Total Discretionary Non-Recurring

 

 

  1. Note
    expenses that are either assumed to increase in the future at a faster
    (or slower) rate than assumed inflation. For non-recurring expenses
    expected to commence in a future year, estimate amount of annual expense
    (in future dollars) and note when such expenses are expected to start
    and end.   For non-recurring expenses expected in the current year, note
    when such expenses are expected to end.

Tips for
entering your spending data in the Actuarial Financial Planner (AFP) to
determine present values and to develop your Funded Status

  1. Combine
    recurring expenses with the same expected rate of future increases and
    input that amount in the appropriate cell of the AFP. Some recurring
    expenses, like future taxes or future healthcare expenses may be
    expected to increase at a faster rate than general inflation in the
    future.  Other expenses in retirement, like recurring discretionary
    expenses, may be expected to increase at a rate less than inflation (or
    even decrease in real dollars) in the future.  You can combine recurring
    expenses that have equal future assumed rates of increases when
    entering them into the AFP to determine their present values.
  2. Expenses
    entered at the beginning of each year are estimated expenses for that
    year and will usually be higher than expenses entered in last year’s AFP
    due to inflation.

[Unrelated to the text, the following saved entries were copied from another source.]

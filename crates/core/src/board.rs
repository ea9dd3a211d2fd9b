//! Board module - the dealt tiles and the set of matched ids
//!
//! The board is an ordered sequence of tiles (display order). Tile ids are
//! stable for the lifetime of one board and are what every other component
//! refers to; the position of a tile only matters to the renderer.

use crate::types::{Tile, TileId};

/// Ordered collection of the tiles dealt for the current level.
#[derive(Debug, Clone, Default, PartialEq, Eq)]
pub struct Board {
    tiles: Vec<Tile>,
}

impl Board {
    /// An empty board (no mode chosen yet).
    pub fn empty() -> Self {
        Self { tiles: Vec::new() }
    }

    pub fn from_tiles(tiles: Vec<Tile>) -> Self {
        Self { tiles }
    }

    pub fn tiles(&self) -> &[Tile] {
        &self.tiles
    }

    pub fn len(&self) -> usize {
        self.tiles.len()
    }

    pub fn is_empty(&self) -> bool {
        self.tiles.is_empty()
    }

    /// Look up a tile by id.
    pub fn get(&self, id: TileId) -> Option<&Tile> {
        self.tiles.iter().find(|t| t.id == id)
    }

    pub fn contains(&self, id: TileId) -> bool {
        self.get(id).is_some()
    }

    /// Tiles not yet matched, in display order.
    pub fn unmatched<'a>(&'a self, matched: &'a MatchedSet) -> impl Iterator<Item = &'a Tile> + 'a {
        self.tiles.iter().filter(move |t| !matched.contains(t.id))
    }
}

/// Ids permanently face-up. Grows two at a time within a level.
#[derive(Debug, Clone, Default, PartialEq, Eq)]
pub struct MatchedSet {
    ids: Vec<TileId>,
}

impl MatchedSet {
    pub fn new() -> Self {
        Self::default()
    }

    pub fn contains(&self, id: TileId) -> bool {
        self.ids.contains(&id)
    }

    /// Record a matched pair. Ids already present are not duplicated.
    pub fn insert_pair(&mut self, pair: [TileId; 2]) {
        for id in pair {
            if !self.contains(id) {
                self.ids.push(id);
            }
        }
    }

    pub fn len(&self) -> usize {
        self.ids.len()
    }

    pub fn is_empty(&self) -> bool {
        self.ids.is_empty()
    }

    /// Matched ids in the order they were matched.
    pub fn ids(&self) -> &[TileId] {
        &self.ids
    }

    pub fn clear(&mut self) {
        self.ids.clear();
    }
}

#[cfg(test)]
mod tests {
    use super::*;
    use crate::types::TileValue;

    fn sample_board() -> Board {
        Board::from_tiles(vec![
            Tile::new(TileId(2), TileValue(3)),
            Tile::new(TileId(0), TileValue(2)),
            Tile::new(TileId(3), TileValue(3)),
            Tile::new(TileId(1), TileValue(2)),
        ])
    }

    #[test]
    fn test_lookup_by_id_ignores_position() {
        let board = sample_board();
        assert_eq!(board.get(TileId(0)).unwrap().value, TileValue(2));
        assert_eq!(board.tiles()[1].id, TileId(0));
        assert!(board.get(TileId(9)).is_none());
        assert!(!board.contains(TileId(4)));
    }

    #[test]
    fn test_unmatched_filters_in_display_order() {
        let board = sample_board();
        let mut matched = MatchedSet::new();
        matched.insert_pair([TileId(0), TileId(1)]);

        let ids: Vec<TileId> = board.unmatched(&matched).map(|t| t.id).collect();
        assert_eq!(ids, vec![TileId(2), TileId(3)]);
    }

    #[test]
    fn test_matched_set_does_not_duplicate() {
        let mut matched = MatchedSet::new();
        matched.insert_pair([TileId(4), TileId(5)]);
        matched.insert_pair([TileId(4), TileId(5)]);
        assert_eq!(matched.len(), 2);
        assert_eq!(matched.ids(), &[TileId(4), TileId(5)]);

        matched.clear();
        assert!(matched.is_empty());
    }
}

Also, some non-recurring expenses will no longer
    apply, or will be expected to commence one year earlier or end one year
    earlier than entered in the previous year’s AFP.  Most of the input
    items will change from year to year.
  3. Present values of non-recurring expenses are generally entered into the AFP by entering data into the following cells:

Annual Amount

Deferral Period

Payment Period

Annual Rate of Increase

% Upside (assets) or %Essential (Liabilities)

Where
“annual amount” is increased by inflation (or some other reasonable
rate) from the current year until the expected year of first payment;
the deferral period is the period in which no payments are assumed;
payment period is the number of expected years of payment for this
expense after the deferral period; annual rate of increase is the
expected rate of increase once payments are expected to commence, and %
upside/% essential is the users estimate of how essential this
particular expense is.   Note that if the user expects to have more than
six non-recurring expenses in retirement, he or she can use one of the
five “other income” cells, except negative annual amounts should be
input.

  1. Calculations of the present values of
    non-recurring expenses (as well as recurring expenses) are shown in the
    PV Calcs tab and can be checked there for reasonableness.
  2. If your Funded Status is less than 95%, you may wish to revise your inputted desired spending for the year.

Conclusion

As
noted in prior posts, the Actuarial Approach to determining how much
you can afford to spend in retirement is based on the following three
M’s:

  • Measuring your Funded Status each year
  • Monitoring your Funded Status from year to year, and
  • Making changes in your assets or you spending liabilities if your Funded Status falls outside reasonable corridors.

In
addition, we encourage you to periodically stress-test important
planning assumptions to assess possible risks (that your assumptions
won’t be realized in the future) so that you can better Manage such risks. 

At
the beginning of 2025, we will remind you that it is time once again to
re-determine your Funded Status.  If you want to get a jump on this
task, feel free to use the Spending Data Table supplied in this post.